In answer to your question, my doctors (many) didn't diagnose lupus or prescribe lupus meds until they were totally sure*, because they didn't want to modify or flat-out suppress my immune system without proof. (* For me, totally sure meant meeting > 4 lupus diagnostic criteria. You may find those in one of the "sticky posts" = permanent info posts that are located right above the user threads. Also, I had three Lupus Band tests done. The LBT is a deep-punch skin biopsy that includes immunofluorescent stain tests. The LBT looks for circulating "immune junk" that's been depositied between dermal/epidermal layers, an abnormal deposition that occurs virtually exclusively in lupus.)

Here are some things I learned along the way that makes a cautious approach make sense---well, to me, anyway---even though I very much agree that it's horribly stressful not knowing what's going on. First, ANA elevates in multiple conditions within rheumatology, but in other "o-logies" too (endocrinology, gastroenterology, hematology, oncology, etc.). Also it can elevate due just to a passing virus or bacterial infection. Also merely due to a family tendency.

ESR is an inflammation marker, but like ANA, it's non-specific.

And rashes and hivelike itchiness occur in conditions other than lupus that *might* be on the table for you. I'm only a patient (obviously!), but I believe that hypothryoidism can can some of what you mention, including itchy rashes, pain, sluggishness, etc. To illustrate, my sister & I shared quite a few (not all) symptoms; her dx was Hashimoto's thyroiditis, mine was lupus.

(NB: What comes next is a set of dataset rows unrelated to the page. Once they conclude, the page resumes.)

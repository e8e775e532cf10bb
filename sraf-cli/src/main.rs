//! Command-line interface for sraf
//! This binary scans SEC filings against the Loughran-McDonald Master Dictionary and
//! writes one row of statistics per filing.
//!
//! Usage:
//!   sraf scan `<path>` --lexicon `<csv>` [--output `<file>`] [--format csv|json]  - Scan a file or directory
//!   sraf lookup --lexicon `<csv>` [`<word>`...] [--sequence `<n>`...]            - Show dictionary entries
//!   sraf wordcounts `<file>` --lexicon `<csv>` [--target `<word>`...] [--report]   - Decode a Document Dictionary
//!
//! Settings come from the built-in defaults, then `./sraf.toml` or `--config <file>`,
//! then `SRAF_*` environment variables, then command-line flags. Logging goes to stderr and honors `RUST_LOG`.
mod batch;
mod report;
mod wordcounts;

use anyhow::{bail, Context, Result};
use clap::{value_parser, Arg, ArgAction, ArgMatches, Command};
use sraf_config::{Loader, SrafConfig};
use sraf_parser::{Lexicon, Scanner};
use std::fs::File;
use std::io::{self, BufReader, BufWriter, Write};
use std::path::PathBuf;
use tracing_subscriber::EnvFilter;

const LOCAL_CONFIG: &str = "sraf.toml";

fn config_args() -> [Arg; 2] {
    [
        Arg::new("config")
            .long("config")
            .short('c')
            .help("Configuration file layered over the defaults")
            .value_parser(value_parser!(PathBuf)),
        Arg::new("lexicon")
            .long("lexicon")
            .short('l')
            .help("Path to the Loughran-McDonald Master Dictionary CSV"),
    ]
}

fn build_cli() -> Command {
    Command::new("sraf")
        .version(env!("CARGO_PKG_VERSION"))
        .about("Sentiment word counts for SEC filings using the Loughran-McDonald dictionary")
        .subcommand_required(true)
        .arg_required_else_help(true)
        .arg(
            Arg::new("verbose")
                .long("verbose")
                .short('v')
                .help("Increase log output (-v info, -vv debug)")
                .action(ArgAction::Count)
                .global(true),
        )
        .subcommand(
            Command::new("scan")
                .about("Scan a file, or every file under a directory, and write a report")
                .arg(
                    Arg::new("path")
                        .help("File or directory of filings")
                        .required(true)
                        .index(1)
                        .value_parser(value_parser!(PathBuf)),
                )
                .args(config_args())
                .arg(
                    Arg::new("output")
                        .long("output")
                        .short('o')
                        .help("Write the report here instead of stdout")
                        .value_parser(value_parser!(PathBuf)),
                )
                .arg(
                    Arg::new("format")
                        .long("format")
                        .short('f')
                        .help("Report format")
                        .value_parser(["csv", "json"]),
                )
                .arg(
                    Arg::new("month-filter")
                        .long("month-filter")
                        .help("How the month name \"May\" is removed before counting")
                        .value_parser(["ignore-case", "exact-case", "disabled"]),
                )
                .arg(
                    Arg::new("limit")
                        .long("limit")
                        .short('n')
                        .help("Stop after this many files (0 for no limit)")
                        .value_parser(value_parser!(i64).range(0..)),
                )
                .arg(
                    Arg::new("threads")
                        .long("threads")
                        .short('j')
                        .help("Worker threads (0 for one per core)")
                        .value_parser(value_parser!(i64).range(0..)),
                ),
        )
        .subcommand(
            Command::new("lookup")
                .about("Print Master Dictionary entries as JSON lines")
                .arg(
                    Arg::new("words")
                        .help("Words to look up (case-insensitive)")
                        .num_args(0..)
                        .index(1),
                )
                .arg(
                    Arg::new("sequence")
                        .long("sequence")
                        .short('s')
                        .help("Look up an entry by its sequence number")
                        .action(ArgAction::Append)
                        .value_parser(value_parser!(u64)),
                )
                .args(config_args()),
        )
        .subcommand(
            Command::new("wordcounts")
                .about("Decode a Document Dictionary file into per-filing word counts")
                .arg(
                    Arg::new("path")
                        .help("Document Dictionary file (header|seq:count,...)")
                        .required(true)
                        .index(1)
                        .value_parser(value_parser!(PathBuf)),
                )
                .args(config_args())
                .arg(
                    Arg::new("target")
                        .long("target")
                        .short('t')
                        .help("Only report this word (repeatable, case-insensitive)")
                        .action(ArgAction::Append),
                )
                .arg(
                    Arg::new("report")
                        .long("report")
                        .help("Write sentiment report rows instead of raw counts")
                        .action(ArgAction::SetTrue),
                )
                .arg(
                    Arg::new("format")
                        .long("format")
                        .short('f')
                        .help("Report format, with --report")
                        .value_parser(["csv", "json"]),
                )
                .arg(
                    Arg::new("limit")
                        .long("limit")
                        .short('n')
                        .help("Stop after this many filings (0 for no limit)")
                        .value_parser(value_parser!(i64).range(0..)),
                )
                .arg(
                    Arg::new("output")
                        .long("output")
                        .short('o')
                        .help("Write here instead of stdout")
                        .value_parser(value_parser!(PathBuf)),
                ),
        )
}

fn main() {
    let matches = build_cli().get_matches();
    init_tracing(matches.get_count("verbose"));

    let result = match matches.subcommand() {
        Some(("scan", scan_matches)) => handle_scan_command(scan_matches),
        Some(("lookup", lookup_matches)) => handle_lookup_command(lookup_matches),
        Some(("wordcounts", wordcounts_matches)) => handle_wordcounts_command(wordcounts_matches),
        _ => unreachable!("a subcommand is required"),
    };

    if let Err(err) = result {
        eprintln!("Error: {err:#}");
        std::process::exit(1);
    }
}

fn init_tracing(verbosity: u8) {
    let default_level = match verbosity {
        0 => "warn",
        1 => "info",
        _ => "debug",
    };
    tracing_subscriber::fmt()
        .with_env_filter(
            EnvFilter::try_from_default_env().unwrap_or_else(|_| EnvFilter::new(default_level)),
        )
        .with_writer(io::stderr)
        .init();
}

/// Layer defaults, the config file and command-line flags
fn load_config(matches: &ArgMatches) -> Result<SrafConfig> {
    let mut loader = match matches.get_one::<PathBuf>("config") {
        Some(path) => Loader::new().with_file(path),
        None => Loader::new().with_optional_file(LOCAL_CONFIG),
    }
    .with_environment();

    let string_overrides = [
        ("lexicon", "lexicon.path"),
        ("month-filter", "scan.month_filter"),
        ("format", "output.format"),
    ];
    for (arg, key) in string_overrides {
        if let Some(value) = matches.try_get_one::<String>(arg).ok().flatten() {
            loader = loader.set_override(key, value.as_str())?;
        }
    }

    let integer_overrides = [("limit", "batch.limit"), ("threads", "batch.threads")];
    for (arg, key) in integer_overrides {
        if let Some(value) = matches.try_get_one::<i64>(arg).ok().flatten() {
            loader = loader.set_override(key, *value)?;
        }
    }

    loader.build().context("invalid configuration")
}

fn load_lexicon(config: &SrafConfig) -> Result<Lexicon> {
    let Some(path) = config.lexicon.path.as_ref() else {
        bail!("no lexicon given; pass --lexicon or set lexicon.path in {LOCAL_CONFIG}");
    };
    Lexicon::from_path(path)
        .with_context(|| format!("failed to load lexicon from '{}'", path.display()))
}

/// Handle the scan command
fn handle_scan_command(matches: &ArgMatches) -> Result<()> {
    let config = load_config(matches)?;
    let lexicon = load_lexicon(&config)?;
    let scanner = Scanner::new(&lexicon)?.with_month_filter(config.scan.month_filter);
    tracing::debug!(
        entries = scanner.lexicon().len(),
        month_filter = ?scanner.month_filter(),
        "scanner ready"
    );

    let root = matches
        .get_one::<PathBuf>("path")
        .context("a path to scan is required")?;
    let paths = batch::collect_paths(root, config.batch.limit())?;
    if paths.is_empty() {
        tracing::warn!(path = %root.display(), "no files to scan");
    }

    let pool = rayon::ThreadPoolBuilder::new()
        .num_threads(config.batch.threads)
        .build()
        .context("failed to start worker threads")?;
    let rows = pool.install(|| batch::scan_paths(&scanner, &paths));
    tracing::info!(documents = rows.len(), "scan complete");

    let writer = open_output(matches)?;
    report::write_report(writer, &config.output, &rows)
}

/// Handle the wordcounts command
fn handle_wordcounts_command(matches: &ArgMatches) -> Result<()> {
    let config = load_config(matches)?;
    let lexicon = load_lexicon(&config)?;

    let path = matches
        .get_one::<PathBuf>("path")
        .context("a document dictionary file is required")?;
    let file =
        File::open(path).with_context(|| format!("failed to open '{}'", path.display()))?;
    let records = wordcounts::read_records(BufReader::new(file), &lexicon, config.batch.limit())
        .with_context(|| format!("failed to decode '{}'", path.display()))?;

    let writer = open_output(matches)?;
    if matches.get_flag("report") {
        let rows = wordcounts::statistics(&records, &lexicon);
        return report::write_report(writer, &config.output, &rows);
    }
    let targets: Vec<String> = matches
        .get_many::<String>("target")
        .unwrap_or_default()
        .map(|word| sraf_parser::lexicon::normalize(word))
        .collect();
    wordcounts::write_counts(writer, &records, &targets)
}

/// `--output` file, or stdout
fn open_output(matches: &ArgMatches) -> Result<Box<dyn Write>> {
    match matches.get_one::<PathBuf>("output") {
        Some(path) => {
            let file = File::create(path)
                .with_context(|| format!("failed to create '{}'", path.display()))?;
            Ok(Box::new(BufWriter::new(file)))
        }
        None => Ok(Box::new(io::stdout().lock())),
    }
}

/// Handle the lookup command
fn handle_lookup_command(matches: &ArgMatches) -> Result<()> {
    let config = load_config(matches)?;
    let lexicon = load_lexicon(&config)?;

    let words: Vec<String> = matches
        .get_many::<String>("words")
        .unwrap_or_default()
        .map(|word| sraf_parser::lexicon::normalize(word))
        .collect();
    let sequences: Vec<u64> = matches
        .get_many::<u64>("sequence")
        .unwrap_or_default()
        .copied()
        .collect();
    if words.is_empty() && sequences.is_empty() {
        bail!("nothing to look up; give one or more words or --sequence numbers");
    }

    let mut out = io::stdout().lock();
    for word in &words {
        match lexicon.get(word) {
            Some(entry) => writeln!(out, "{}", serde_json::to_string(entry)?)?,
            None => tracing::warn!(word = %word, "not in lexicon"),
        }
    }
    for sequence in sequences {
        match lexicon
            .word_for_sequence(sequence)
            .and_then(|word| lexicon.get(word))
        {
            Some(entry) => writeln!(out, "{}", serde_json::to_string(entry)?)?,
            None => tracing::warn!(sequence, "no entry with this sequence number"),
        }
    }
    out.flush()?;
    Ok(())
}

#[cfg(test)]
mod tests {
    use super::*;

    #[test]
    fn cli_definition_is_valid() {
        build_cli().debug_assert();
    }

    #[test]
    fn flags_override_config() {
        let matches = build_cli().get_matches_from([
            "sraf",
            "scan",
            "filings",
            "--lexicon",
            "lm.csv",
            "--month-filter",
            "exact-case",
            "--limit",
            "5",
            "--format",
            "json",
        ]);
        let (_, scan_matches) = matches.subcommand().unwrap();
        let config = load_config(scan_matches).unwrap();

        assert_eq!(config.lexicon.path, Some(PathBuf::from("lm.csv")));
        assert_eq!(
            config.scan.month_filter,
            sraf_parser::MonthFilter::ExactCase
        );
        assert_eq!(config.batch.limit(), Some(5));
        assert_eq!(config.output.format, sraf_config::OutputFormat::Json);
    }

    #[test]
    fn missing_lexicon_is_reported() {
        let config = sraf_config::load_defaults().unwrap();
        let err = load_lexicon(&config).unwrap_err();
        assert!(err.to_string().contains("--lexicon"));
    }
}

Mouth ulcerations are definitely possible in lupus: they're actually one of the diagnostic criteria. But they can happen for other reasons, too.

Of the 11 lupus criteria, I believe the ones that scream lupus the loudest are anti-ds-DNA and anti-Sm, as both are seen virtually ONLY in lupus. The malar rash is a strong sign, too, but it's hard to distinguish from rosacea, even by experts. That means all the others are "softer" or "fuzzier" [my terminology]. That's another reason doctors don't jump to the diagnosis: lacking any "biggie criteria" [again, my term], they're compelled to be cautious.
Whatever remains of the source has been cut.